Skip site navigation (1)Skip section navigation (2)
Date:      Mon, 23 Apr 2018 14:00:24 -0400
From:      Mark Johnston <markj@freebsd.org>
To:        "Jonathan T. Looney" <jtl@freebsd.org>
Cc:        cem@freebsd.org, src-committers <src-committers@freebsd.org>, svn-src-all@freebsd.org, svn-src-head@freebsd.org
Subject:   Re: svn commit: r332860 - head/sys/kern
Message-ID:  <20180423180024.GC84833@raichu>
In-Reply-To: <CADrOrmvAxuoadBM==1EEbJc4PAPwtd-vPE4Tg-pM86CvwQnnwA@mail.gmail.com>
References:  <201804211705.w3LH50Dk056339@repo.freebsd.org> <CAG6CVpVAKAou%2B=9dv%2Bef8txmykR%2BMCpbmvteJua7ErhXvM7rCg@mail.gmail.com> <CADrOrmsmfjuj3_rGoVydF9ahvfuCunNyrHRs1VxKZWr=cUmLhQ@mail.gmail.com> <20180422171106.GB84833@raichu> <CADrOrmvAxuoadBM==1EEbJc4PAPwtd-vPE4Tg-pM86CvwQnnwA@mail.gmail.com>

next in thread | previous in thread | raw e-mail | index | archive | help
On Mon, Apr 23, 2018 at 11:12:32AM -0400, Jonathan T. Looney wrote:
> Hi Mark,
> 
> Let me start by saying that I appreciate your well-reasoned response. (I
> think) I understand your reasoning, I appreciate your well-explained
> argument, and I respect your opinion. I just wanted to make that clear up
> front.
> 
> On Sun, Apr 22, 2018 at 1:11 PM, Mark Johnston <markj@freebsd.org> wrote:
> >
> > > All too often, my ability to debug assertion violations is hindered
> because
> > > the system trips over yet another assertion while dumping the core. If
> we
> > > skip the assertion, nothing bad happens. (The post-panic debugging code
> > > already needs to deal with systems that are inconsistent, and it does a
> > > pretty good job at it.)
> >
> > I think we make a decent effort to fix such problems as they arise, but
> > you are declaring defeat on behalf of everyone. Did you make some effort
> > to fix or report these issues before resorting to the more drastic
> > measure taken here?
> 
> We try to report or fix them as they arise. However, you don't know there
> is a problem until you actually run into it. And, you don't run into the
> problem until you can't get a core dump due to the assertion.
> 
> (And, with elusive problems, it isn't always easy to duplicate them. So,
> fixing the assertion is sometimes "too late".)

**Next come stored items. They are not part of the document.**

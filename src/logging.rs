//! Logging configuration for txn-extract.
//!
//! Logs go to stderr so stdout carries only the rendered table and timing line.

use tracing_subscriber::EnvFilter;

/// Default filter when `RUST_LOG` is unset.
const DEFAULT_FILTER: &str = "info";

/// Initializes logging to stderr.
///
/// The level is taken from `RUST_LOG`, defaulting to `info`.
pub fn init_stderr_logging() {
    tracing_subscriber::fmt()
        .with_env_filter(env_filter())
        .with_writer(std::io::stderr)
        .init();
}

fn env_filter() -> EnvFilter {
    EnvFilter::try_from_default_env().unwrap_or_else(|_| EnvFilter::new(DEFAULT_FILTER))
}
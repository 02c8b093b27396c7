//! Error types for txn-extract.
//!
//! Every failure in the pipeline is fatal, so one flat enum is enough.

use thiserror::Error;

/// Main error type for extraction runs.
#[derive(Error, Debug)]
pub enum ExtractError {
    /// Database connection errors (host unreachable, auth failed, missing database, etc.)
    #[error("Connection error: {0}")]
    Connection(String),

    /// Query execution errors (syntax errors, missing tables, undecodable values, etc.)
    #[error("Query error: {0}")]
    Query(String),

    /// Errors writing the delimited output file.
    #[error("Export error: {0}")]
    Export(String),

    /// Configuration errors (invalid config file, bad connection string, etc.)
    #[error("Configuration error: {0}")]
    Config(String),

    /// Internal application errors (broken invariants, bugs, etc.)
    #[error("Internal error: {0}")]
    Internal(String),
}

impl ExtractError {
    /// Creates a connection error with the given message.
    pub fn connection(msg: impl Into<String>) -> Self {
        Self::Connection(msg.into())
    }

    /// Creates a query error with the given message.
    pub fn query(msg: impl Into<String>) -> Self {
        Self::Query(msg.into())
    }

    /// Creates an export error with the given message.
    pub fn export(msg: impl Into<String>) -> Self {
        Self::Export(msg.into())
    }

    /// Creates a configuration error with the given message.
    pub fn config(msg: impl Into<String>) -> Self {
        Self::Config(msg.into())
    }

    /// Creates an internal error with the given message.
    pub fn internal(msg: impl Into<String>) -> Self {
        Self::Internal(msg.into())
    }

    /// Returns the error category as a string for display purposes.
    pub fn category(&self) -> &'static str {
        match self {
            Self::Connection(_) => "Connection Error",
            Self::Query(_) => "Query Error",
            Self::Export(_) => "Export Error",
            Self::Config(_) => "Configuration Error",
            Self::Internal(_) => "Internal Error",
        }
    }
}

/// Result type alias using ExtractError.
pub type Result<T> = std::result::Result<T, ExtractError>;
//! Database abstraction layer for txn-extract.
//!
//! Provides a trait-based interface over a single database session, so the
//! pipeline can run against MySQL, SQLite or an in-memory mock.

mod mock;
mod mysql;
mod sqlite;
mod types;

pub use mock::{FailingDatabaseClient, MockDatabaseClient};
pub use mysql::MySqlClient;
pub use sqlite::SqliteClient;
pub use types::{ColumnInfo, QueryResult, Row, Subseconds, Value};

use crate::config::ConnectionConfig;
use crate::error::Result;
use async_trait::async_trait;

/// Supported database backends.
#[derive(Debug, Clone, Copy, PartialEq, Eq, Default, serde::Serialize, serde::Deserialize)]
#[serde(rename_all = "lowercase")]
pub enum DatabaseBackend {
    #[default]
    MySql,
    Sqlite,
}

impl DatabaseBackend {
    /// Returns the backend as a string for logs and config files.
    pub fn as_str(&self) -> &'static str {
        match self {
            Self::MySql => "mysql",
            Self::Sqlite => "sqlite",
        }
    }

    /// Parses a backend from a string.
    pub fn parse(s: &str) -> Option<Self> {
        match s.to_lowercase().as_str() {
            "mysql" | "mariadb" => Some(Self::MySql),
            "sqlite" | "sqlite3" => Some(Self::Sqlite),
            _ => None,
        }
    }

    /// Returns the default port for this backend, if it is networked.
    pub fn default_port(&self) -> Option<u16> {
        match self {
            Self::MySql => Some(3306),
            Self::Sqlite => None,
        }
    }
}

/// Opens a database session for the given configuration.
///
/// This is the central factory function for database connections.
pub async fn connect(config: &ConnectionConfig) -> Result<Box<dyn DatabaseClient>> {
    match config.backend {
        DatabaseBackend::MySql => {
            let client = MySqlClient::connect(config).await?;
            Ok(Box::new(client))
        }
        DatabaseBackend::Sqlite => {
            let client = SqliteClient::connect(config).await?;
            Ok(Box::new(client))
        }
    }
}

/// Trait defining the interface for a single database session.
///
/// A client owns exactly one connection. After `close` every further call
/// to `execute_query` fails with a connection error.
#[async_trait]
pub trait DatabaseClient: Send {
    /// Executes a SQL query and returns every row together with column metadata.
    ///
    /// Column metadata is present even when the query matches no rows.
    async fn execute_query(&mut self, sql: &str) -> Result<QueryResult>;

    /// Closes the database connection. Closing twice is a no-op.
    async fn close(&mut self) -> Result<()>;
}
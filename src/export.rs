//! Delimited-file export.
//!
//! Writes a header row followed by one record per table row, without an index
//! column. Files are written next to the target and renamed into place, so an
//! interrupted export never leaves a truncated file behind.

use crate::config::ExportConfig;
use crate::error::{ExtractError, Result};
use crate::table::Table;
use std::fs::{self, File};
use std::io::{self, BufWriter, Write};
use std::path::{Path, PathBuf};
use tracing::{debug, info};

/// Serializes tables as delimiter-separated text.
#[derive(Debug, Clone, Copy, PartialEq, Eq)]
pub struct CsvExporter {
    delimiter: char,
}

impl Default for CsvExporter {
    fn default() -> Self {
        Self { delimiter: ',' }
    }
}

impl CsvExporter {
    pub fn new() -> Self {
        Self::default()
    }

    pub fn with_delimiter(mut self, delimiter: char) -> Self {
        self.delimiter = delimiter;
        self
    }

    /// Creates an exporter from the export settings.
    pub fn from_config(config: &ExportConfig) -> Self {
        Self::new().with_delimiter(config.delimiter)
    }

    /// Writes the table to `writer`. Each record ends with `\n`.
    pub fn write_to<W: Write>(&self, table: &Table, writer: &mut W) -> io::Result<()> {
        self.write_record(writer, table.columns().iter().map(String::as_str))?;
        let subseconds = table.column_subseconds();
        for row in table.rows() {
            let fields: Vec<String> = row
                .iter()
                .zip(&subseconds)
                .map(|(value, subseconds)| value.to_export_string_with(*subseconds))
                .collect();
            self.write_record(writer, fields.iter().map(String::as_str))?;
        }
        Ok(())
    }

    /// Renders the table to a string.
    pub fn to_csv_string(&self, table: &Table) -> String {
        let mut buffer = Vec::new();
        // Writing into a Vec cannot fail
        let _ = self.write_to(table, &mut buffer);
        String::from_utf8_lossy(&buffer).into_owned()
    }

    /// Writes the table to `path`, replacing any existing file.
    ///
    /// On failure the target path is left untouched and the temporary file
    /// is removed.
    pub fn write_file(&self, table: &Table, path: &Path) -> Result<()> {
        let tmp_path = partial_path(path)?;
        debug!("Writing export to temporary file {}", tmp_path.display());

        let result = self
            .write_new_file(table, &tmp_path)
            .and_then(|()| fs::rename(&tmp_path, path));

        if let Err(e) = result {
            let _ = fs::remove_file(&tmp_path);
            return Err(ExtractError::export(format!(
                "Failed to write {}: {e}",
                path.display()
            )));
        }

        info!(
            path = %path.display(),
            rows = table.row_count(),
            "Exported table"
        );
        Ok(())
    }

    fn write_new_file(&self, table: &Table, path: &Path) -> io::Result<()> {
        let mut writer = BufWriter::new(File::create(path)?);
        self.write_to(table, &mut writer)?;
        let file = writer.into_inner().map_err(|e| e.into_error())?;
        file.sync_all()
    }

    fn write_record<'a, W, I>(&self, writer: &mut W, fields: I) -> io::Result<()>
    where
        W: Write,
        I: Iterator<Item = &'a str>,
    {
        let mut delimiter = [0u8; 4];
        let delimiter = self.delimiter.encode_utf8(&mut delimiter).as_bytes();

        for (i, field) in fields.enumerate() {
            if i > 0 {
                writer.write_all(delimiter)?;
            }
            if self.needs_quotes(field) {
                writer.write_all(b"\"")?;
                writer.write_all(field.replace('"', "\"\"").as_bytes())?;
                writer.write_all(b"\"")?;
            } else {
                writer.write_all(field.as_bytes())?;
            }
        }
        writer.write_all(b"\n")
    }

    fn needs_quotes(&self, field: &str) -> bool {
        field
            .chars()
            .any(|c| c == self.delimiter || matches!(c, '"' | '\r' | '\n'))
    }
}

/// Returns the hidden sibling path used while an export is in progress.
fn partial_path(path: &Path) -> Result<PathBuf> {
    let file_name = path.file_name().ok_or_else(|| {
        ExtractError::export(format!("'{}' does not name a file", path.display()))
    })?;
    Ok(path.with_file_name(format!(".{}.partial", file_name.to_string_lossy())))
}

Sure, this is true. But unless it's a problem in practice it's obviously
preferable to keep assertions enabled. Kernel dumping itself is a
fundamentally unreliable mechanism, but it works well enough to be
useful. I basically never see problems with post-panic assertion
failures, and I test the kernel dump code a fair bit. Isilon exercises
that code quite a lot as well without any problems that I'm aware of,
and I can't think of any reports of such assertion failures that weren't
quickly fixed. So I'm wondering what problems exist in your specific
environment that we might instead address surgically.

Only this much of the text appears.